Die Kirche war das Instrument der Vergesellschaftung der Philosophie und des Herrendenkens.
Die Vergöttlichung Jesu bezieht sich auf die Göttlichkeit, die wir ihm qua Bekenntnis zusprechen, mit dem wahnsinnigen Glauben, daß seine Göttlichkeit davon abhinge (was sie nur tut, wenn sie als Göttlichkeit für andere: als ein Instrument in unserer Hand, verstanden wird). Die andere Seite dieser Vergöttlichung ist der Exkulpationsmechanismus, den sie begründet: die Rechtfertigungslehre.
Die Theologie hat die Lehre nicht auf den Kopf gestellt, sondern sie hat sie umgestülpt, so wie man einen rechten Handschuh umstülpen kann, und es wird ein linker daraus. Dieser Mechanismus, der in der Theologie (genau: in der Opfertheologie, in der Objektivation und Instrumentalisierung des Kreuzestodes) begonnen wurde, ist im Konstrukt des Inertialsystems zu sich selbst gekommen, in der Vergegenständlichung des Konstrukts der subjektiven Formen der Anschauung. Das Inertialsystem ist der umgestülpte Handschuh. Und hierauf beziehen sich die Bilder von den sieben unreinen Geistern und von den sieben Siegeln der Apokalypse. Hier haben wir uns im System unserer eigenen Projektionen verstrickt. Und beim Umstülpen kommt es darauf an, die Stelle zu finden, an der man in den Handschuh hineinkommt; diese Stelle hat Einstein entdeckt: im Prinzip der Konstanz der Lichtgeschwindigkeit. Vor diesem Hintergrund gewinnen die mittelaufwendigsten Forschungsbereiche, wie Atomphysik, Gentechnologie und Weltraumforschung, ihre apokalyptische Dimension. Hier wird man wieder lernen müssen, Rechts und Links zu unterscheiden.
– Hat das Bild des Handschuhs etwas damit zu tun, daß Jesus zur Rechten des Vaters sitzt (und wurde er – das jedenfalls scheint der kirchlichen Tradition genauer zu entsprechen -durchs „Umstülpen“ nach links versetzt: von der Seite der Barmherzigkeit auf die Seite des Gerichts – so wurde aus dem Jüngsten Gericht das Weltgericht)?

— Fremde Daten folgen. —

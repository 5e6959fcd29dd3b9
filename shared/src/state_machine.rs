//! Command State Machine
//!
//! Defines valid command status transitions and the ack-type lookup table.
//!
//! Status only ever moves forward by rank:
//! ```text
//! QUEUED(0) -> SENT(1) -> ACK(2) -> terminal(3)
//! ```
//! A terminal status is final for node events; only an operator override
//! (handled by the lifecycle manager, not here) may move it.

use crate::{AckType, CommandStatus};

/// Outcome of planning a move from the current status to a target status
#[derive(Debug, Clone, Copy, PartialEq, Eq)]
pub enum Transition {
    /// Target is ahead of the current status and reachable from it
    Advance,
    /// Target equals the current status (redelivered event)
    Unchanged,
    /// Current status is terminal or already past the target
    Superseded { current: CommandStatus },
    /// Target is ahead but not reachable from the current status
    Invalid {
        from: CommandStatus,
        to: CommandStatus,
    },
}

/// Position of a status in the forward-only order
pub fn rank(status: CommandStatus) -> u8 {
    use CommandStatus::*;

    match status {
        Queued => 0,
        Sent => 1,
        Ack => 2,
        Done | NoEffect | Error | Invalid | Busy | Timeout | SendFailed => 3,
    }
}

/// Decide what applying `target` to a command in `current` should do
pub fn plan(current: CommandStatus, target: CommandStatus) -> Transition {
    if current == target {
        return Transition::Unchanged;
    }

    // Never regress, never leave a terminal status
    if current.is_terminal() || rank(target) <= rank(current) {
        return Transition::Superseded { current };
    }

    if is_valid_transition(current, target) {
        Transition::Advance
    } else {
        Transition::Invalid {
            from: current,
            to: target,
        }
    }
}

/// Check if a transition from one status to another is allowed
pub fn is_valid_transition(from: CommandStatus, to: CommandStatus) -> bool {
    use CommandStatus::*;

    match (from, to) {
        // Same status is always valid (idempotent redelivery)
        (a, b) if a == b => true,

        // Bridge publish outcome
        (Queued, Sent | SendFailed) => true,

        // Node accepted; QUEUED allowed because the SENT write can arrive late
        (Queued | Sent, Ack) => true,

        // Node outcomes
        (Queued | Sent | Ack, Done | NoEffect | Error | Invalid | Busy) => true,

        // Sweeper only times out commands that actually went out
        (Sent | Ack, Timeout) => true,

        _ => false,
    }
}

/// Resulting command status for an ack of the given type
///
/// `reports_error` is true when the ack carries an error message.
pub fn ack_status(ack_type: AckType, reports_error: bool) -> CommandStatus {
    match (ack_type, reports_error) {
        (AckType::Accepted, _) => CommandStatus::Ack,
        (AckType::Executed, false) => CommandStatus::Done,
        (AckType::Executed, true) => CommandStatus::Error,
        (AckType::Verified, _) => CommandStatus::Done,
        (AckType::Error, _) => CommandStatus::Error,
    }
}

/// Ack phase logged when a status event moves a command, if any
pub fn status_ack_type(status: CommandStatus) -> Option<AckType> {
    match status {
        CommandStatus::Ack => Some(AckType::Accepted),
        CommandStatus::Done => Some(AckType::Executed),
        CommandStatus::Error => Some(AckType::Error),
        _ => None,
    }
}

/// `result_code` stored on a terminal command
pub fn result_code(status: CommandStatus) -> i64 {
    if status.is_success() {
        0
    } else {
        1
    }
}

#[cfg(test)]
mod tests {
    use super::*;
    use CommandStatus::*;

    #[test]
    fn test_normal_command_flow() {
        assert_eq!(plan(Queued, Sent), Transition::Advance);
        assert_eq!(plan(Sent, Ack), Transition::Advance);
        assert_eq!(plan(Ack, Done), Transition::Advance);
    }

    #[test]
    fn test_redelivery_is_unchanged() {
        for status in CommandStatus::ALL {
            assert_eq!(plan(*status, *status), Transition::Unchanged);
        }
    }

    #[test]
    fn test_terminal_never_regresses() {
        for terminal in CommandStatus::ALL.iter().filter(|s| s.is_terminal()) {
            for target in CommandStatus::ALL.iter().filter(|t| *t != terminal) {
                assert_eq!(
                    plan(*terminal, *target),
                    Transition::Superseded { current: *terminal },
                    "{terminal} -> {target} must be superseded"
                );
            }
        }
    }

    #[test]
    fn test_late_accept_is_superseded() {
        assert_eq!(
            plan(Ack, Sent),
            Transition::Superseded { current: Ack }
        );
    }

    #[test]
    fn test_error_after_accept_wins() {
        assert_eq!(plan(Ack, Error), Transition::Advance);
    }

    #[test]
    fn test_outcome_before_sent_is_accepted() {
        assert_eq!(plan(Queued, Done), Transition::Advance);
        assert_eq!(plan(Queued, Ack), Transition::Advance);
    }

    #[test]
    fn test_timeout_requires_sent() {
        assert_eq!(
            plan(Queued, Timeout),
            Transition::Invalid {
                from: Queued,
                to: Timeout
            }
        );
        assert_eq!(plan(Sent, Timeout), Transition::Advance);
        assert_eq!(plan(Ack, Timeout), Transition::Advance);
        assert!(!is_valid_transition(Sent, SendFailed));
    }

    #[test]
    fn test_ack_lookup_table() {
        assert_eq!(ack_status(AckType::Accepted, false), Ack);
        assert_eq!(ack_status(AckType::Executed, false), Done);
        assert_eq!(ack_status(AckType::Executed, true), Error);
        assert_eq!(ack_status(AckType::Verified, false), Done);
        assert_eq!(ack_status(AckType::Error, false), Error);
        assert_eq!(ack_status(AckType::Error, true), Error);
    }

    #[test]
    fn test_result_codes() {
        assert_eq!(result_code(Done), 0);
        assert_eq!(result_code(NoEffect), 0);
        assert_eq!(result_code(Timeout), 1);
        assert_eq!(result_code(Error), 1);
    }
}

– Aber die Hand hat nur fünf Finger; woher kommen die sieben unreinen Geister? (Hinweis: In den astrologischen Planetenlehren gehören zu den sieben Planeten auch Sonne und Mond.)
– Haben die paulinischen Archonten etwas mit diesem „Umstülpen“ zu tun, und auch das Paulus-Wort, wonach die ganze Schöpfung seufzt und in Wehen liegt, und auf die Freiheit der Kinder Gottes wartet? Aber Paulus war nur bis in den dritten Himmel entrückt.
– Im Krieg Josues mit Amalek hielten Aaron und Hur die Arme des Moses, und solange sie hochgehalten wurden, siegte Josue über Amalek.
– Nach Ex 22 entsteht keine Blutschuld, wenn ein Dieb beim Einbruch erschlagen wird, ausgenommen: die Sonne ist bereits aufgegangen. Nach 1 Thess 52 kommt der Tag des Herrn „wie ein Dieb in der Nacht“ (vgl. auch Off 33, Mt 2442f, Mk 1333, 2 Pt 310: „Dann wird der Himmel prasselnd vergehen, die Elemente werden verbrannt und aufgelöst, die Erde und alles, was auf ihr ist, werden nicht mehr gefunden.“).
– Im Islam gehört es zur Scharia, daß dem Dieb die Hand abgehackt wird.
Ist nicht die Düsseldorfer Entscheidung in Sachen Dellwo u.a. ein erneuter Beleg dafür, daß Gemeinheit kein strafrechtlicher Tatbestand ist, und daß objektive und exakte Phantasie: die Kraft sich vorzustellen, welche Folgen die eigenen Entscheidungen haben werden, nicht zu den Karrierevoraussetzungen unserer Richter gehören. Ihre Entscheidungen (und ihre Urteile) gehen auch in dem Sinne im Namen des Volkes, daß sie vor keiner Reflexion standzuhalten brauchen.